### ACTIVITY
The line that contains "prop_assert_eq!(remaining, COOLDOWN.saturating_sub(offset));" marks the start. Output it and all remaining lines exactly, through the final line of the listing.

(EXCERPTED DATA begins)

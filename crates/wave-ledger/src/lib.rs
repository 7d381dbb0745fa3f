//! # Wave Ledger
//!
//! Public wave ledger with probabilistic payouts. Anyone may submit a short
//! message ("wave"); every accepted wave is appended to an ordered ledger and
//! has a roughly 51% chance of earning a fixed payout from a pooled balance.
//!
//! ## Domain Invariants
//!
//! | Invariant | Enforcement Location |
//! |-----------|---------------------|
//! | Balance never negative | `domain/payout.rs` - `checked_sub` in `settle()` |
//! | Wave count only grows, records immutable | `domain/wave_store.rs` - append-only API |
//! | Accepted waves per sender at least one cooldown apart | `domain/cooldown.rs` - `check()` |
//! | No partial state on storage fault | `service/mod.rs` - commit before apply |
//! | State updated before funds move | `service/mod.rs` - lock released before `hand_off()` |
//! | One payout decision per beacon round | `adapters/entropy.rs` - `RoundConsumed` |
//! | One writer per data directory | `adapters/storage/lock.rs` - `fs2` exclusive lock |
//!
//! ## Submission
//!
//! ```text
//! submit_wave(sender, message, now)
//!     │
//!     ├─ validate message ────────────→ InvalidMessage
//!     ├─ CooldownGuard::check ────────→ Denied { remaining_secs }
//!     ├─ EntropySource + RewardRandomizer::decide → seed, awarded
//!     ├─ PayoutController::settle → Transferred | Skipped | InsufficientFunds
//!     ├─ LedgerStore::commit, then apply in memory
//!     ├─ (lock released) FundTransfer::transfer → refund on failure
//!     └─ WaveEventPublisher::publish_new_wave
//! ```
//!
//! ## Outbound Dependencies
//!
//! | Trait | Purpose | Adapters |
//! |-------|---------|----------|
//! | `LedgerStore` | Durable commits | `InMemoryLedgerStore`, `FileLedgerStore` |
//! | `EntropySource` | Unpredictable randomness | `SignedBeaconEntropy` |
//! | `FundTransfer` | Move payouts to recipients | `InMemoryTreasury` |
//! | `WaveEventPublisher` | Notifications | `BusEventPublisher`, `NoOpPublisher` |
//!
//! ## Module Structure (Hexagonal Architecture)
//!
//! ```text
//! ┌─────────────────────────────────────────────────────────────────┐
//! │                      OUTER LAYER                                │
//! │  adapters/ - stores, beacon entropy, treasury, bus publisher    │
//! └─────────────────────────────────────────────────────────────────┘
//!                          ↑ implements ↑
//! ┌─────────────────────────────────────────────────────────────────┐
//! │                      MIDDLE LAYER                               │
//! │  ports/inbound.rs  - WaveLedgerApi trait                        │
//! │  ports/outbound.rs - LedgerStore, EntropySource, FundTransfer,  │
//! │                      WaveEventPublisher, TimeSource             │
//! └─────────────────────────────────────────────────────────────────┘
//!                          ↑ uses ↑
//! ┌─────────────────────────────────────────────────────────────────┐
//! │                      INNER LAYER                                │
//! │  domain/wave_store.rs - WaveStore                               │
//! │  domain/cooldown.rs   - CooldownGuard                           │
//! │  domain/randomizer.rs - RewardRandomizer                        │
//! │  domain/payout.rs     - PayoutController                        │
//! │  domain/config.rs     - LedgerConfig                            │
//! │  domain/errors.rs     - LedgerError                             │
//! └─────────────────────────────────────────────────────────────────┘
//! ```

pub mod adapters;
pub mod domain;
pub mod ports;
pub mod service;

pub use adapters::*;
pub use domain::*;
pub use ports::*;
pub use service::{LedgerDependencies, LedgerService};
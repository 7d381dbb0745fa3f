//! Reward decision derived from external entropy, the sender and the time.

use super::entities::SEED_MODULUS;
use shared_crypto::Sha256Hasher;
use shared_types::entities::{Address, Timestamp};

/// Domain tag for seed derivation.
const SEED_DOMAIN: &[u8] = b"wave-ledger/seed/v1";

/// A seed and whether it earned a payout.
#[derive(Debug, Clone, Copy, PartialEq, Eq)]
pub struct RewardDecision {
    /// In `[0, 99]`.
    pub seed: u8,
    pub awarded: bool,
}

/// Pure decision function: identical inputs always yield the same decision.
#[derive(Debug, Clone, Copy)]
pub struct RewardRandomizer {
    threshold: u8,
}

impl RewardRandomizer {
    pub fn new(threshold: u8) -> Self {
        Self { threshold }
    }

    pub fn threshold(&self) -> u8 {
        self.threshold
    }

    /// `seed = H(entropy || sender || now) mod 100`, awarded when `seed <= threshold`.
    pub fn decide(&self, sender: &Address, now: Timestamp, entropy: &[u8; 32]) -> RewardDecision {
        let seed = Self::seed(sender, now, entropy);
        RewardDecision {
            seed,
            awarded: seed <= self.threshold,
        }
    }

    fn seed(sender: &Address, now: Timestamp, entropy: &[u8; 32]) -> u8 {
        let mut hasher = Sha256Hasher::with_domain(SEED_DOMAIN);
        hasher.update(entropy).update(sender).update(&now.to_be_bytes());
        let digest = hasher.finalize();

        // 128 bits keeps the modulo bias far below one part in 10^30.
        let mut wide = [0u8; 16];
        wide.copy_from_slice(&digest[..16]);
        (u128::from_be_bytes(wide) % u128::from(SEED_MODULUS)) as u8
    }
}
//! # Data Directory Locking
//!
//! One `FileLedgerStore` per data directory. Two writers appending to the same
//! log would each accept waves the other's cooldown map never saw.
//!
//! Uses `fs2` (flock on Unix, LockFileEx on Windows). The lock belongs to the
//! open file handle, so a second open in the same process is refused too.

use fs2::FileExt;
use shared_types::errors::StorageError;
use std::fs::{File, OpenOptions};
use std::io::Write;
use std::path::{Path, PathBuf};
use tracing::debug;

/// Name of the lock file inside the data directory.
pub const LOCK_FILE_NAME: &str = "LOCK";

/// Exclusive lock on a data directory, released on drop.
#[derive(Debug)]
pub struct DataDirLock {
    file: File,
    path: PathBuf,
}

impl DataDirLock {
    /// Take the lock without blocking.
    ///
    /// # Errors
    ///
    /// `StorageError::Locked` if another handle holds it.
    pub fn acquire(dir: &Path) -> Result<Self, StorageError> {
        let path = dir.join(LOCK_FILE_NAME);
        let mut file = OpenOptions::new()
            .create(true)
            .read(true)
            .write(true)
            .truncate(false)
            .open(&path)
            .map_err(|e| StorageError::Io(e.to_string()))?;

        if file.try_lock_exclusive().is_err() {
            return Err(StorageError::Locked {
                path: path.display().to_string(),
                pid: read_pid(&path),
            });
        }

        // Holder's pid, for the error a second opener sees.
        file.set_len(0)
            .and_then(|()| writeln!(file, "{}", std::process::id()))
            .and_then(|()| file.sync_all())
            .map_err(|e| StorageError::Io(e.to_string()))?;

        debug!(path = %path.display(), "Data directory locked");
        Ok(Self { file, path })
    }

    pub fn path(&self) -> &Path {
        &self.path
    }
}

fn read_pid(path: &Path) -> Option<u32> {
    std::fs::read_to_string(path)
        .ok()
        .and_then(|s| s.trim().parse().ok())
}

impl Drop for DataDirLock {
    fn drop(&mut self) {
        // The file stays so every opener locks the same inode.
        let _ = self.file.unlock();
    }
}
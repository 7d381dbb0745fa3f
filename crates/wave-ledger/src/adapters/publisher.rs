//! Event publisher adapters for the wave ledger.

use crate::domain::WaveRecord;
use crate::ports::outbound::WaveEventPublisher;
use shared_bus::{EventPublisher, LedgerEvent};
use shared_types::entities::{Address, Amount};

/// Publishes ledger notifications onto the shared event bus.
pub struct BusEventPublisher<B: EventPublisher> {
    bus: B,
}

impl<B: EventPublisher> BusEventPublisher<B> {
    pub fn new(bus: B) -> Self {
        Self { bus }
    }
}

impl<B: EventPublisher> WaveEventPublisher for BusEventPublisher<B> {
    fn publish_new_wave(&self, record: &WaveRecord) {
        self.bus.publish(LedgerEvent::NewWave {
            sender: record.sender,
            timestamp: record.timestamp,
            message: record.message.clone(),
        });
    }

    fn publish_payout(&self, recipient: &Address, amount: Amount) {
        self.bus.publish(LedgerEvent::PayoutSettled {
            recipient: *recipient,
            amount,
        });
    }

    fn publish_funded(&self, amount: Amount, balance: Amount) {
        self.bus.publish(LedgerEvent::LedgerFunded { amount, balance });
    }
}

/// No-op publisher for running without an event bus.
#[derive(Debug, Clone, Copy, Default)]
pub struct NoOpPublisher;

impl WaveEventPublisher for NoOpPublisher {
    fn publish_new_wave(&self, _record: &WaveRecord) {}

    fn publish_payout(&self, _recipient: &Address, _amount: Amount) {}

    fn publish_funded(&self, _amount: Amount, _balance: Amount) {}
}

/// Recording publisher for testing.
#[cfg(test)]
#[derive(Default)]
pub struct RecordingPublisher {
    pub events: parking_lot::Mutex<Vec<LedgerEvent>>,
}

#[cfg(test)]
impl RecordingPublisher {
    pub fn new() -> Self {
        Self::default()
    }

    pub fn events(&self) -> Vec<LedgerEvent> {
        self.events.lock().clone()
    }
}

#[cfg(test)]
impl WaveEventPublisher for RecordingPublisher {
    fn publish_new_wave(&self, record: &WaveRecord) {
        self.events.lock().push(LedgerEvent::NewWave {
            sender: record.sender,
            timestamp: record.timestamp,
            message: record.message.clone(),
        });
    }

    fn publish_payout(&self, recipient: &Address, amount: Amount) {
        self.events.lock().push(LedgerEvent::PayoutSettled {
            recipient: *recipient,
            amount,
        });
    }

    fn publish_funded(&self, amount: Amount, balance: Amount) {
        self.events.lock().push(LedgerEvent::LedgerFunded { amount, balance });
    }
}
//! # Ledger Properties
//!
//! Property tests over arbitrary submission sequences.
//!
//! Properties verified:
//! - Wave count equals the number of submissions that did not fail
//! - Accepted waves from one sender are at least one cooldown apart
//! - `all_waves` lists accepted waves in submission order
//! - Pool balance plus everything paid out equals what was put in
//! - Reward decisions are deterministic and within range

#[cfg(test)]
mod tests {
    use crate::fixtures::{participant, Portal};
    use proptest::prelude::*;
    use shared_types::entities::{Address, Amount};
    use std::collections::HashMap;
    use wave_ledger::domain::{LedgerConfig, PayoutOutcome, RewardRandomizer, WaveRecord};
    use wave_ledger::ports::WaveLedgerApi;

    const COOLDOWN: u64 = 900;
    const UNIT: Amount = 10;

    /// One step: which participant, how far the clock moves, and which message.
    fn step() -> impl Strategy<Value = (u8, u64, usize)> {
        (0u8..4, 0u64..1_200, 0usize..4)
    }

    fn message(choice: usize) -> &'static str {
        match choice {
            0 => "",
            1 => "gm",
            2 => "waving at you",
            _ => "👋",
        }
    }

    proptest! {
        #![proptest_config(ProptestConfig::with_cases(64))]

        #[test]
        fn prop_sequence_invariants(
            steps in prop::collection::vec(step(), 1..60),
            funding in 0u128..100,
        ) {
            let portal = Portal::in_memory(LedgerConfig {
                payout_unit: UNIT,
                initial_funding: funding,
                ..LedgerConfig::default()
            });

            let mut now = 1_700_000_000u64;
            let mut accepted: Vec<WaveRecord> = Vec::new();
            let mut last: HashMap<Address, u64> = HashMap::new();
            let mut paid: Amount = 0;

            for (who, dt, msg) in steps {
                now += dt;
                let sender = participant(who);
                let balance_before = portal.ledger.balance();

                match portal.wave(sender, message(msg), now) {
                    Ok(receipt) => {
                        if let Some(prev) = last.get(&sender) {
                            prop_assert!(now - prev >= COOLDOWN);
                        }
                        last.insert(sender, now);
                        accepted.push(portal.ledger.wave(receipt.total_waves - 1).unwrap());
                        prop_assert_eq!(receipt.total_waves, accepted.len());

                        match receipt.payout {
                            PayoutOutcome::Transferred { amount } => {
                                prop_assert_eq!(amount, UNIT);
                                prop_assert_eq!(portal.ledger.balance(), balance_before - UNIT);
                                paid += amount;
                            }
                            _ => prop_assert_eq!(portal.ledger.balance(), balance_before),
                        }
                    }
                    Err(_) => prop_assert_eq!(portal.ledger.balance(), balance_before),
                }
            }

            prop_assert_eq!(portal.ledger.total_waves(), accepted.len());
            prop_assert_eq!(portal.ledger.all_waves(), accepted);
            prop_assert_eq!(portal.ledger.balance() + paid, funding);
            prop_assert_eq!(portal.treasury.total_paid(), paid);
        }

        #[test]
        fn prop_decide_is_pure(
            sender in any::<[u8; 20]>(),
            now in any::<u64>(),
            entropy in any::<[u8; 32]>(),
            threshold in 0u8..100,
        ) {
            let randomizer = RewardRandomizer::new(threshold);
            let first = randomizer.decide(&sender, now, &entropy);
            let second = randomizer.decide(&sender, now, &entropy);

            prop_assert_eq!(first, second);
            prop_assert!(first.seed < 100);
            prop_assert_eq!(first.awarded, first.seed <= threshold);
        }

        #[test]
        fn prop_cooldown_remaining_matches_denial(
            offset in 0u64..2_000,
        ) {
            let portal = Portal::in_memory(LedgerConfig::default());
            let sender = participant(9);
            let t0 = 1_700_000_000u64;
            portal.wave(sender, "first", t0).unwrap();

            let remaining = portal.ledger.cooldown_remaining(&sender, t0 + offset);
            let result = portal.wave(sender, "second", t0 + offset);

            prop_assert_eq!(remaining, COOLDOWN.saturating_sub(offset));
            prop_assert_eq!(result.is_ok(), remaining == 0);
        }
    }
}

(EXCERPTED DATA ends)

### WRITTEN SOLUTION
            prop_assert_eq!(remaining, COOLDOWN.saturating_sub(offset));
            prop_assert_eq!(result.is_ok(), remaining == 0);
        }
    }
}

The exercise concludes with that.